Mine enjoys adventure and risk but for the moment, fingers crossed, hasn't come too much of a cropper. He was hoping to join some sort of cadet army association at the Journée des Associations so he could have some active fun, but they don't have that here. What he saw was the Veterans' group and they told him he was too young.
I thought, a few years ago, that the scouts would be a good organisation to join, but they have a lot of trouble getting leaders and although my eldest signed up, we never heard back from them despite several email reminders. Actually it's probably just as well as it's a very Catho Catho organisation here and my eldest is not interested in religion in the slightest. He would have been a subversive element lol.
I tried to show willing and get him to do catechism but he loathed it and in the end, not being a Catholic myself, I decided it wasn't worth going through the hassle. He could it do later if he wanted.
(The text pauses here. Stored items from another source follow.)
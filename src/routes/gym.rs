// ABOUTME: Gym route handlers: current gym lookup and joining by referral code
// ABOUTME: Session-authenticated thin handlers over AffiliationService
//
// SPDX-License-Identifier: MIT OR Apache-2.0
// Copyright (c) 2025 Gymn

use std::sync::Arc;

use axum::extract::{Path, State};
use axum::http::HeaderMap;
use axum::response::{IntoResponse, Response};
use axum::routing::{get, post};
use axum::Router;

use super::ApiResponse;
use crate::errors::AppError;
use crate::middleware::authenticate;
use crate::server::ServerResources;

/// Gym routes
pub struct GymRoutes;

impl GymRoutes {
    /// Create gym routes
    pub fn routes(resources: Arc<ServerResources>) -> Router {
        Router::new()
            .route("/api/gym", get(Self::handle_current))
            .route("/api/gym/join/:code", post(Self::handle_join))
            .with_state(resources)
    }

    /// Handle GET /api/gym - gym the caller owns or belongs to
    async fn handle_current(
        State(resources): State<Arc<ServerResources>>,
        headers: HeaderMap,
    ) -> Result<Response, AppError> {
        let caller = authenticate(&headers, &resources.auth)?;
        let gym = resources.affiliations.current_gym(caller.account_id).await?;
        Ok(ApiResponse::new(gym).into_response())
    }

    /// Handle POST /api/gym/join/:code - join by referral code
    async fn handle_join(
        State(resources): State<Arc<ServerResources>>,
        headers: HeaderMap,
        Path(code): Path<String>,
    ) -> Result<Response, AppError> {
        let caller = authenticate(&headers, &resources.auth)?;
        let affiliation = resources
            .affiliations
            .join_by_referral(caller.account_id, &code)
            .await?;
        Ok(ApiResponse::new(affiliation).into_response())
    }
}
Of course when I was young, my elder brother and I were forced to attend confirmation classes very much against our wills, where I developed a loathing for the word 'fellowship'.
We secretly admired our younger brother who pretended to go too, a few years later, but who, in fact, bunked off the classes and didn't even tell my mother the date of the ceremony. She only found out the day before by chatting to a friend who said 'see you tomorrow at the ceremony!' My bro's name was mud for a while after that and he was obliged to go through with the ceremony too, although as he hadn't been to many of the classes I'm surprised they let him do it! He was furious that she'd found out and looked darkly sulky throughout.
I'm not sad not to put them through first communion. I'm not a Catholic and if their father is that keen, he can organise it himself. As he's yet to get his youngest christened he's obviously in no hurry!